Shipping your first AI feature without overpromising
AI features fail more often from hype than from technology. Here is how we pick a narrow first use case, set honest accuracy expectations, evaluate outputs and keep costs under control.

The pressure to add AI to a product is enormous right now. Boards ask for it, competitors announce it, and it feels risky to do nothing. The result is a lot of AI features that demo beautifully and disappoint in real use. The technology is rarely the problem. The problem is almost always overpromising, both to users and internally.
We have shipped AI features that people actually use, and the common thread is restraint. A narrow, honest, well measured feature beats an ambitious vague one every time. Here is how we approach a first one.
Pick a use case that is narrow and forgiving
The instinct is to build the most impressive thing possible. The better instinct is to build the most useful thing that tolerates being wrong sometimes.
A good first AI use case has two qualities. It is narrow, meaning it does one specific job rather than answering anything about everything. And it is forgiving, meaning a wrong answer is annoying rather than dangerous.
Drafting a first reply that a human edits is forgiving. Summarising a long document for someone who can still skim the original is forgiving. Categorising support tickets where a person reviews the queue is forgiving. Automatically approving a loan or giving medical guidance with no human in the loop is not. Start where mistakes are cheap.
- Choose a task with a clear input and a clear output.
- Keep a human in the loop for the first version. Let AI draft, let a person decide.
- Avoid use cases where a confident wrong answer causes real harm.
Set accuracy expectations in plain numbers
The phrase that sinks AI projects is when it works. AI features do not simply work. They work a certain percentage of the time, and your job is to know that percentage and design around it.
Before we build, we agree with the client on what good enough looks like, in numbers. If a drafting feature produces a usable first draft eight times out of ten, and saves the writer real minutes on those eight, that is a strong feature even though it is wrong twenty percent of the time. Stated that way, everyone plans correctly. Stated as it will write your emails, everyone is disappointed.
An AI feature is not magic that occasionally fails. It is a tool with a known success rate that you design around.

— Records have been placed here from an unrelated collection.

//! Answer generation.

use arag_core::{AppError, AppResult};
use arag_knowledge::EvidenceChunk;
use arag_prompt::library;

use crate::grading::format_evidence;
use crate::prompting::PromptRunner;
use crate::state::{Answer, Message};

/// Draft an answer from the question, evidence, and recent history.
///
/// The evidence block is empty on the direct path. The last `history_turns`
/// messages are shown to the model.
pub async fn generate_answer(
    runner: &PromptRunner,
    question: &str,
    evidence: &[EvidenceChunk],
    history: &[Message],
    history_turns: usize,
) -> AppResult<Answer> {
    let context = format_evidence(evidence);
    let history = format_history(history, history_turns);

    let raw = runner
        .text(
            library::GENERATE,
            &[
                ("question", question),
                ("context", context.as_str()),
                ("history", history.as_str()),
            ],
        )
        .await?;

    let text = strip_reasoning(&raw);
    if text.is_empty() {
        return Err(AppError::Generation(
            "Model returned an empty answer".to_string(),
        ));
    }

    Ok(Answer::new(text))
}

/// Render the tail of the conversation as `role: content` lines.
pub fn format_history(history: &[Message], turns: usize) -> String {
    let start = history.len().saturating_sub(turns);
    history[start..]
        .iter()
        .map(|m| format!("{}: {}", m.role.as_str(), m.content))
        .collect::<Vec<_>>()
        .join("\n")
}

/// Remove `<think>...</think>` blocks emitted by reasoning models.
///
/// An unterminated block drops everything after its opening tag.
pub fn strip_reasoning(text: &str) -> String {
    const OPEN: &str = "<think>";
    const CLOSE: &str = "</think>";

    let mut out = String::with_capacity(text.len());
    let mut rest = text;
    while let Some(start) = rest.find(OPEN) {
        out.push_str(&rest[..start]);
        match rest[start..].find(CLOSE) {
            Some(end) => rest = &rest[start + end + CLOSE.len()..],
            None => {
                rest = "";
                break;
            }
        }
    }
    out.push_str(rest);
    out.trim().to_string()
}

#[cfg(test)]
mod tests {
    use super::*;

    #[test]
    fn test_strip_reasoning() {
        assert_eq!(
            strip_reasoning("<think>\nLet me see.\n</think>\n\nWhales live in the ocean."),
            "Whales live in the ocean."
        );
        assert_eq!(strip_reasoning("No reasoning here."), "No reasoning here.");
        assert_eq!(strip_reasoning("a <think>x</think>b<think>y</think> c"), "a b c");
        assert_eq!(strip_reasoning("answer <think>never closed"), "answer");
    }

    #[test]
    fn test_format_history_keeps_tail() {
        let history = vec![
            Message::user("one"),
            Message::assistant("two"),
            Message::user("three"),
        ];
        assert_eq!(format_history(&history, 2), "assistant: two\nuser: three");
        assert_eq!(format_history(&history, 10).lines().count(), 3);
        assert_eq!(format_history(&history, 0), "");
    }
}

We also design the failure path deliberately. What does the user see when the model is unsure or wrong? A graceful fallback, an easy edit, a clear way to ignore the suggestion. The failure path is part of the feature, not an afterthought.
Evaluate outputs before and after launch
You cannot improve what you do not measure, and you cannot trust an AI feature you have not tested against real examples.
We build an evaluation set early: a collection of realistic inputs with the outcomes we would consider good. Every time we change the prompt, the model, or the surrounding logic, we run against that set and see whether quality went up or down. Without this, tuning an AI feature is guesswork, and a change that helps one case quietly breaks five others.
After launch, the evaluation continues with real usage. We log inputs and outputs, sample them regularly, and watch for patterns of failure. Real users always find inputs you did not imagine. The teams that win are the ones that keep looking at their actual outputs instead of assuming the launch quality holds.
Control the cost before it surprises you
AI features have a running cost that traditional features do not, and it scales with usage. A feature that is cheap in a demo can be expensive at scale if you are careless.
A few habits keep costs sane:
- Use the smallest model that meets your quality bar. Reach for a larger model only where the task genuinely needs it.
- Cache results for repeated or identical inputs instead of paying for the same answer twice.
- Keep prompts tight. Sending huge context on every call adds up fast.
- Set hard limits and alerts so a bug or a spike cannot quietly run up a large bill.
We model the per use cost early and multiply it by realistic volume. If the maths does not work at scale, it is far better to learn that on a spreadsheet than on an invoice.
Ship small, learn, then expand
Our advice for a first AI feature is almost boring. Pick one narrow job. Keep a human in the loop. Agree what good enough means in numbers. Measure relentlessly against real examples. Watch the cost. Then, once it is genuinely earning trust, expand carefully.
The studios and products that win with AI are rarely the ones that promised the most. They are the ones that quietly shipped something that worked often enough to be useful, and then made it better month after month. Honesty about what the technology can and cannot do is not a weakness in an AI strategy. It is the whole strategy.